反応を示した空き地にたどり着くとそこには、1mほどの馬鹿でかいヒルがいた。だがセルカは余裕の表情を見せる。
「こいつは雑魚ね。アンタ一人で勝てるわ。やってみなさい。」
「わかった。ところでここは、誰にも気付かれないように静かに倒すべきか?」
「いや、別に派手にやってもいいけど。」
よし、イメージイメージ。ん?どうイメージすればいいんだ?まあとにかく空間を裂いてそこから取り出すようにしてみるか。
ある程度考えた直後、何もない空間に裂け目が出来、彼はそこに手を突っ込む。そして抜き取った手にはワルサーカンプピストルが握られていた。

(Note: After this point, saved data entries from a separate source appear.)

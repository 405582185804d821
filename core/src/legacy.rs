//! Legacy scoring and tier classification.
//!
//! The score is an additive model over the final record, clamped to
//! [0, 100]. Pure and deterministic.

use crate::record::CareerRecord;
use serde::{Deserialize, Serialize};

const BASE_SCORE: i32 = 30;
const PER_CHAMPIONSHIP: i32 = 20;
const PER_CONFERENCE_TITLE: i32 = 8;
const PER_DIVISION_TITLE: i32 = 3;
const PLAYOFF_BONUS_CAP: i32 = 20;
const PER_FIRING: i32 = 5;
const MULTI_TEAM_SUCCESS_BONUS: i32 = 5;

pub fn calculate_legacy_score(record: &CareerRecord) -> i32 {
    let mut score = BASE_SCORE;

    score += PER_CHAMPIONSHIP * record.championships as i32;
    score += PER_CONFERENCE_TITLE * record.conference_championships as i32;
    score += PER_DIVISION_TITLE * record.division_titles as i32;
    score += (2 * record.playoff_appearances as i32).min(PLAYOFF_BONUS_CAP);

    score += match record.career_win_percentage {
        p if p >= 0.60 => 15,
        p if p >= 0.55 => 10,
        p if p >= 0.50 => 5,
        _              => 0,
    };

    score += match record.total_seasons {
        s if s >= 20 => 10,
        s if s >= 15 => 7,
        s if s >= 10 => 4,
        _            => 0,
    };

    score -= PER_FIRING * record.times_fired as i32;

    let winning_tenures = record
        .teams_worked_for
        .iter()
        .filter(|t| t.seasons > 0 && t.win_percentage >= 0.5)
        .count();
    if winning_tenures >= 2 {
        score += MULTI_TEAM_SUCCESS_BONUS;
    }

    score.clamp(0, 100)
}

/// Seven ordered bands partitioning [0, 100].
#[derive(Debug, Clone, Copy, PartialEq, Eq, PartialOrd, Ord, Hash, Serialize, Deserialize)]
#[serde(rename_all = "snake_case")]
pub enum LegacyTier {
    Poor,
    Forgettable,
    Average,
    Good,
    Excellent,
    Legendary,
    HallOfFame,
}

impl LegacyTier {
    pub const ALL: [LegacyTier; 7] = [
        LegacyTier::Poor,
        LegacyTier::Forgettable,
        LegacyTier::Average,
        LegacyTier::Good,
        LegacyTier::Excellent,
        LegacyTier::Legendary,
        LegacyTier::HallOfFame,
    ];

    pub fn from_score(score: i32) -> Self {
        match score {
            s if s >= 90 => LegacyTier::HallOfFame,
            s if s >= 75 => LegacyTier::Legendary,
            s if s >= 60 => LegacyTier::Excellent,
            s if s >= 45 => LegacyTier::Good,
            s if s >= 30 => LegacyTier::Average,
            s if s >= 15 => LegacyTier::Forgettable,
            _            => LegacyTier::Poor,
        }
    }

    /// Lowest score that lands in this tier.
    pub fn min_score(self) -> i32 {
        match self {
            LegacyTier::HallOfFame  => 90,
            LegacyTier::Legendary   => 75,
            LegacyTier::Excellent   => 60,
            LegacyTier::Good        => 45,
            LegacyTier::Average     => 30,
            LegacyTier::Forgettable => 15,
            LegacyTier::Poor        => 0,
        }
    }

    pub fn display_name(self) -> &'static str {
        match self {
            LegacyTier::HallOfFame  => "Hall of Fame",
            LegacyTier::Legendary   => "Legendary",
            LegacyTier::Excellent   => "Excellent",
            LegacyTier::Good        => "Good",
            LegacyTier::Average     => "Average",
            LegacyTier::Forgettable => "Forgettable",
            LegacyTier::Poor        => "Poor",
        }
    }

    pub fn description(self) -> &'static str {
        match self {
            LegacyTier::HallOfFame => {
                "One of the greatest executives the league has ever seen. \
                 A career that will be studied for generations."
            }
            LegacyTier::Legendary => {
                "A legendary run. Franchises were transformed and trophies were raised."
            }
            LegacyTier::Excellent => {
                "An excellent career marked by sustained winning and deep playoff runs."
            }
            LegacyTier::Good => {
                "A good, respected career with more highs than lows."
            }
            LegacyTier::Average => {
                "A serviceable career. Some good years, some lean ones."
            }
            LegacyTier::Forgettable => {
                "A forgettable tenure in the front office that few will remember."
            }
            LegacyTier::Poor => {
                "A career defined by losing seasons and missed opportunities."
            }
        }
    }
}

pub fn legacy_tier(score: i32) -> LegacyTier {
    LegacyTier::from_score(score)
}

これは信号弾をベースに作られた榴弾を飛ばす拳銃で、やろうと思えば装甲車も破壊できるおぞましい威力を持っている。
「お、ちゃんと出てきた。」
といったそばから、ツクヨミとは正反対の方向にダッシュする。
「ちょっとアンタなに逃げてんのよ!」
いいや、これは逃げてるんじゃないんだよ。安全な所まで離れてるんだよ!!
そのまま10mぐらい離れていったあと、ツクヨミと向き合って、カンプピストルを向ける。
”装甲車ぶっ壊すぐらいだから、倒せる、、よな。”
そして引き金を引く。
「パコン」と音がして、榴弾が放物線を描いてツクヨミに飛んでいく。その瞬間、
ズドゥゥゥゥゥゥゥゥゥゥン!!!
強烈な閃光の後に、爆音と熱風が辺りを包む。
煙が晴れたころには、もうそこにはツクヨミはいなかった。
「よし。お~わった。帰るか。」
「そうね。とっとと帰りましょ」
振り向くとそこには、顔に煤をつけて、ゴスロリは一部破けて某ソシャゲでいう「大破!!」みたいになっているセルカが青筋を立てていた。
ヤッベ。
To continue shootting.
おはようございます!こんにちは!こんばんは!熱湯水割りであります。
今回は待ちに待った銃器の登場でした。いやあホントに遣り甲斐がありましたよ!
まだまだ進展があったりするので楽しみにしててください!ではこれで。
銃器解説
ワルサーカンプピストル 製造国:ドイツ 開発:ワルサー
全長:245mm 重量:1450g
当時、信号弾を発射するための26.6mm信号銃を開発していたが、前線の兵士たちはその銃口に手榴弾をつめて、即席の擲弾筒としてつかっていた。ワルサー社はこれをヒントに1930年代にカンプピストルを開発した。
その時は、歩兵一人で戦車を破壊できるほどの威力で大活躍したが、直に戦車の発達に追いつけず、第二次大戦の終わりごろには思うように戦果をあげれなくなった。
まさに、最強のハンドガンであり、最小のグレネードランチャーでもある。